There's one hint: the photometry is "better" for targets furthest away from Jupiter.
In this data set, there were four targets: Europa, Ganymede (both near Jupiter -- approx 60 pixels away), Callisto, and a background star (both far away from Jupiter -- approx 185 pixels away) As you can see below, the two nearby targets have very very very poor photometric continuity, while the two far away targets are more consistent (but still quite terrible):
|Figure 1: Callisto Photometry|
|Figure 2: Star Photometry|
|Figure 3: Europa Photometry|
|Figure 4: Ganymede Photometry|
But as you can see from the plots, the scatter with Europa and Ganymede is totally unacceptable and in fact all of this data as it is right now is totally useless.
However, the big hint is the fact that the quality of the photometry changes in relation to the target's distance to Jupiter. IF this was just due to clouds, I'd expect the shapes of the plots to more or less be the same. I see that to a certain extent, but there are other things going on that can only be due to the "instrumental effects", i.e., internal reflections (see images below in Figure 5), and the fact that Jupiter is such a huge blob.

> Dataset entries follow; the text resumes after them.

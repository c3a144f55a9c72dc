//! In-process store with the same constraint semantics as the PostgreSQL tables:
//! per-table id sequences, unique names, reference checks on join rows and
//! cascading removal of join rows on delete.

use super::{Change, Repository};
use crate::error::AppError;
use crate::model::{Id, Privilege, Role, User};
use async_trait::async_trait;
use std::collections::BTreeMap;
use std::sync::{PoisonError, RwLock, RwLockReadGuard, RwLockWriteGuard};

#[derive(Default)]
pub struct MemoryStore {
    tables: RwLock<Tables>,
}

#[derive(Default)]
struct Tables {
    users: BTreeMap<Id, UserRow>,
    roles: BTreeMap<Id, RoleRow>,
    privileges: BTreeMap<Id, Privilege>,
    user_seq: Id,
    role_seq: Id,
    privilege_seq: Id,
}

/// User columns plus its `user_roles` join rows.
struct UserRow {
    user: User,
    role_ids: Vec<Id>,
}

/// Role columns plus its `roles_privileges` join rows.
struct RoleRow {
    role_name: Option<String>,
    privilege_ids: Vec<Id>,
}

impl MemoryStore {
    pub fn new() -> Self {
        Self::default()
    }

    fn read(&self) -> RwLockReadGuard<'_, Tables> {
        self.tables.read().unwrap_or_else(PoisonError::into_inner)
    }

    fn write(&self) -> RwLockWriteGuard<'_, Tables> {
        self.tables.write().unwrap_or_else(PoisonError::into_inner)
    }
}

fn next(seq: &mut Id) -> Id {
    *seq += 1;
    *seq
}

/// Resolve the row id for a save: existing rows must be present, new rows draw from the sequence.
fn claim_id<V>(rows: &BTreeMap<Id, V>, seq: &mut Id, id: Option<Id>, kind: &str) -> Result<Id, AppError> {
    match id {
        Some(id) if rows.contains_key(&id) => Ok(id),
        Some(id) => Err(AppError::NotFound(format!("{} {}", kind, id))),
        None => Ok(next(seq)),
    }
}

impl Tables {
    fn resolve_role(&self, id: Id, row: &RoleRow) -> Role {
        Role {
            id: Some(id),
            role_name: row.role_name.clone(),
            privileges: row
                .privilege_ids
                .iter()
                .filter_map(|pid| self.privileges.get(pid).cloned())
                .collect(),
        }
    }

    fn resolve_user(&self, row: &UserRow) -> User {
        let mut user = row.user.clone();
        user.roles = row
            .role_ids
            .iter()
            .filter_map(|rid| self.roles.get(rid).map(|r| self.resolve_role(*rid, r)))
            .collect();
        user
    }
}

impl Tables {
    /// Insert or update a user row and its `user_roles` rows.
    fn save_user(&mut self, mut user: User) -> Result<User, AppError> {
        let role_ids = user.role_ids()?;
        if let Some(missing) = role_ids.iter().find(|rid| !self.roles.contains_key(*rid)) {
            return Err(AppError::Conflict(format!("role {} does not exist", missing)));
        }
        if let Some(name) = user.user_name.as_deref() {
            let taken = self
                .users
                .iter()
                .any(|(id, row)| Some(*id) != user.id && row.user.user_name.as_deref() == Some(name));
            if taken {
                return Err(AppError::Conflict(format!("user name '{}' already exists", name)));
            }
        }
        let id = claim_id(&self.users, &mut self.user_seq, user.id, "user")?;
        user.id = Some(id);
        user.roles.clear();
        self.users.insert(id, UserRow { user, role_ids });
        Ok(self.resolve_user(&self.users[&id]))
    }
}

#[async_trait]
impl Repository<User> for MemoryStore {
    async fn save(&self, user: User) -> Result<User, AppError> {
        self.write().save_user(user)
    }

    async fn update_with(&self, id: Id, change: Change<User>) -> Result<Option<User>, AppError> {
        let mut t = self.write();
        let Some(row) = t.users.get(&id) else {
            return Ok(None);
        };
        let mut user = t.resolve_user(row);
        change(&mut user);
        user.id = Some(id);
        t.save_user(user).map(Some)
    }

    async fn find_all(&self) -> Result<Vec<User>, AppError> {
        let t = self.read();
        Ok(t.users.values().map(|row| t.resolve_user(row)).collect())
    }

    async fn find_by_id(&self, id: Id) -> Result<Option<User>, AppError> {
        let t = self.read();
        Ok(t.users.get(&id).map(|row| t.resolve_user(row)))
    }

    async fn delete_by_id(&self, id: Id) -> Result<(), AppError> {
        self.write().users.remove(&id);
        Ok(())
    }
}

#[async_trait]
impl Repository<Role> for MemoryStore {
    async fn save(&self, role: Role) -> Result<Role, AppError> {
        let privilege_ids = role.privilege_ids()?;
        let mut t = self.write();
        if let Some(missing) = privilege_ids.iter().find(|pid| !t.privileges.contains_key(*pid)) {
            return Err(AppError::Conflict(format!("privilege {} does not exist", missing)));
        }
        if let Some(name) = role.role_name.as_deref() {
            let taken = t
                .roles
                .iter()
                .any(|(id, row)| Some(*id) != role.id && row.role_name.as_deref() == Some(name));
            if taken {
                return Err(AppError::Conflict(format!("role name '{}' already exists", name)));
            }
        }
        let tables = &mut *t;
        let id = claim_id(&tables.roles, &mut tables.role_seq, role.id, "role")?;
        t.roles.insert(
            id,
            RoleRow {
                role_name: role.role_name,
                privilege_ids,
            },
        );
        Ok(t.resolve_role(id, &t.roles[&id]))
    }

    async fn find_all(&self) -> Result<Vec<Role>, AppError> {
        let t = self.read();
        Ok(t.roles.iter().map(|(id, row)| t.resolve_role(*id, row)).collect())
    }

    async fn find_by_id(&self, id: Id) -> Result<Option<Role>, AppError> {
        let t = self.read();
        Ok(t.roles.get(&id).map(|row| t.resolve_role(id, row)))
    }

    async fn delete_by_id(&self, id: Id) -> Result<(), AppError> {
        let mut t = self.write();
        if t.roles.remove(&id).is_some() {
            for row in t.users.values_mut() {
                row.role_ids.retain(|rid| *rid != id);
            }
        }
        Ok(())
    }
}

#[async_trait]
impl Repository<Privilege> for MemoryStore {
    async fn save(&self, mut privilege: Privilege) -> Result<Privilege, AppError> {
        let mut t = self.write();
        if let Some(kind) = privilege.privilege_type.as_deref() {
            let taken = t
                .privileges
                .iter()
                .any(|(id, p)| Some(*id) != privilege.id && p.privilege_type.as_deref() == Some(kind));
            if taken {
                return Err(AppError::Conflict(format!("privilege type '{}' already exists", kind)));
            }
        }
        let tables = &mut *t;
        let id = claim_id(&tables.privileges, &mut tables.privilege_seq, privilege.id, "privilege")?;
        privilege.id = Some(id);
        t.privileges.insert(id, privilege.clone());
        Ok(privilege)
    }

    async fn find_all(&self) -> Result<Vec<Privilege>, AppError> {
        Ok(self.read().privileges.values().cloned().collect())
    }

    async fn find_by_id(&self, id: Id) -> Result<Option<Privilege>, AppError> {
        Ok(self.read().privileges.get(&id).cloned())
    }

    async fn delete_by_id(&self, id: Id) -> Result<(), AppError> {
        let mut t = self.write();
        if t.privileges.remove(&id).is_some() {
            for row in t.roles.values_mut() {
                row.privilege_ids.retain(|pid| *pid != id);
            }
        }
        Ok(())
    }
}
use std::fmt;
use std::fmt::{Display, Formatter};
use std::fmt::Write;

use serde::{Deserialize, Serialize};
use sha2::{Digest, Sha256};

use crate::board::BoardState;
use crate::dice::DiceRoll;
use crate::player::Player;

/// Stable, collision-resistant identifier for a board + dice + player
/// decision point. Used to deduplicate generated positions within a batch.
#[derive(Debug, Clone, PartialEq, Eq, Hash, Serialize, Deserialize)]
pub struct PositionId(String);

impl PositionId {
    pub fn as_str(&self) -> &str {
        &self.0
    }
}

impl Display for PositionId {
    fn fmt(&self, f: &mut Formatter<'_>) -> fmt::Result {
        write!(f, "{}", self.0)
    }
}

/// Hashes the canonical board slots, the dice in canonical order, and the
/// player tag. Dice order never changes the identity.
pub fn position_id(board: &BoardState, dice: DiceRoll, player: Player) -> PositionId {
    let mut hasher = Sha256::new();

    for &slot in board.slots() {
        hasher.update([slot as u8]);
    }

    let (high, low) = dice.canonical();
    hasher.update([low, high]);
    hasher.update([player.tag() as u8]);

    let digest = hasher.finalize();
    let mut hex = String::with_capacity(digest.len() * 2);

    for byte in digest {
        write!(hex, "{:02x}", byte).expect("writing to a String cannot fail");
    }

    PositionId(hex)
}
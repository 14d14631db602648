use std::{collections::HashMap, path::Path, path::PathBuf};

use anyhow::{anyhow, Context, Result};
use hocon::{Hocon, HoconLoader};

/// Loads configuration from a HOCON file with a named scope. Environment
/// variables take precedence over file values, then scoped keys, then
/// top-level keys.
#[derive(Debug)]
pub struct ConfigLoader {
    hocon: Hocon,
    env: HashMap<String, String>,
    scope: String,
}

impl ConfigLoader {
    pub fn new(path: impl AsRef<Path>, scope: String) -> Result<Self> {
        let path = path.as_ref();
        assert!(path.is_file(), "The config file {:?} was not found", path);

        let env = std::env::vars().collect::<HashMap<_, _>>();

        let hocon = HoconLoader::new()
            .load_file(path)
            .with_context(|| format!("Failed to find or load config file at: {:?}", path))?
            .hocon()?;

        Ok(Self { hocon, env, scope })
    }

    pub fn get(&self, name: &str) -> Option<Value> {
        if let Some(value) = self.env.get(name) {
            return Some(Value::String(value.clone()));
        }

        let scope = &self.hocon[self.scope.as_str()];
        if matches!(scope, Hocon::Hash(_)) {
            if let Some(value) = Self::map_hocon(scope, name) {
                return Some(value);
            }
        }

        Self::map_hocon(&self.hocon, name)
    }

    pub fn get_relative_path(&self, name: &str) -> Result<PathBuf> {
        let value = self
            .get(name)
            .and_then(|v| v.as_string())
            .ok_or_else(|| anyhow!("Config key {} is not set", name))?;

        let path = PathBuf::from(value);

        if path.is_absolute() {
            Ok(path)
        } else {
            Ok(std::env::current_dir()?.join(path))
        }
    }

    pub fn load<T: Config>(&self) -> Result<T> {
        let res = T::load(self)?;
        Ok(res)
    }

    fn map_hocon(hocon: &Hocon, name: &str) -> Option<Value> {
        match &hocon[name] {
            Hocon::Integer(i64) => Some(Value::Integer(*i64 as usize)),
            Hocon::String(string) => Some(Value::String(string.clone())),
            Hocon::Boolean(bool) => Some(Value::Boolean(*bool)),
            _ => None,
        }
    }
}

#[derive(Debug)]
pub enum Value {
    String(String),
    Integer(usize),
    Boolean(bool),
}

impl Value {
    pub fn as_bool(&self) -> Option<bool> {
        match self {
            Value::Boolean(val) => Some(*val),
            Value::String(val) => Hocon::String(val.clone()).as_bool(),
            _ => None,
        }
    }

    pub fn as_usize(&self) -> Option<usize> {
        match self {
            Value::Integer(val) => Some(*val),
            Value::String(val) => val.parse::<usize>().ok(),
            _ => None,
        }
    }

    pub fn as_string(&self) -> Option<String> {
        match self {
            Value::String(val) => Some(val.clone()),
            Value::Boolean(true) => Some("true".to_string()),
            Value::Boolean(false) => Some("false".to_string()),
            Value::Integer(val) => Some(val.to_string()),
        }
    }
}

pub trait Config {
    fn load(config: &ConfigLoader) -> Result<Self>
    where
        Self: Sized;
}

#[cfg(test)]
mod tests {
    use super::*;

    #[test]
    fn test_string_values_convert() {
        let value = Value::String("42".to_string());

        assert_eq!(value.as_usize(), Some(42));
        assert_eq!(value.as_string(), Some("42".to_string()));
        assert_eq!(value.as_bool(), None);
    }

    #[test]
    fn test_boolean_values_convert() {
        assert_eq!(Value::Boolean(true).as_bool(), Some(true));
        assert_eq!(Value::String("true".to_string()).as_bool(), Some(true));
        assert_eq!(Value::Boolean(false).as_string(), Some("false".to_string()));
    }

    #[test]
    fn test_integer_values_convert() {
        let value = Value::Integer(7);

        assert_eq!(value.as_usize(), Some(7));
        assert_eq!(value.as_string(), Some("7".to_string()));
        assert_eq!(value.as_bool(), None);
    }
}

Looking at the low-level "muck" in some of calibrated images, I see that yes indeed things are very dynamic:
|Figure 5: Calibrated Image Samples|
It's obvious from these images that my photometric measurements are going to change dramatically over time, depending not only on where a single target falls, but also its proximity to Jupiter.
So I have two things to help me move forward and they both have equal priority.
First, model the PSF of Jupiter and subtract it out. Depending on the quality of the fit, I should see a change (hopefully for the better) in the photometry for all four targets.
To test for consistent photometry, I've decided to take a series of at least 200 images of M35, which is near Jupiter but out of its photometric influence. What I'm hoping to see is consistent photometry. I certainly won't be lacking targets -- which will give my detection software a good workout, too.
The clouds have continued to inhabit the sky over my location, so no new data has been collected.
Frustrated, but still very enthusiastic and hopeful.
======= UPDATE =======
I decided to take a look at some of the images I got back on 13 Feb 2014 UTC when there weren't any clouds, and I now realize that I was dealing with more clouds than what I thought I was.
Below are two more figures, both showing the same raw images. Figure 6 shows a raw image from 13 Feb 2014 UTC (top) and a raw image from 20 Feb 2014 UTC (bottom) with a certain level of contrast/brightness adjustment. It's clear that the 13 Feb image is much sharper and as you can see Jupiter's light is leaking onto the satellites MUCH less. Figure 7 shows the same two images, but I've adjusted the contrast/brightness to bring out the low-level muck. As you can see, the two satellites above Jupiter in the top image (strangely almost the same distance and configuration as the 20 Feb satellites) are still visible while the bottom image shows them completely washed out.
So I'm pretty much worrying over nothing. 20 Feb 2014 UTC showed high clouds the entire time I was taking data and that's the explaination for the poor photometry results.
Having said that, I've located a Gaussian function maker in IRAF that will allow me to model the Jupiter PSF and subtract it out if necessary.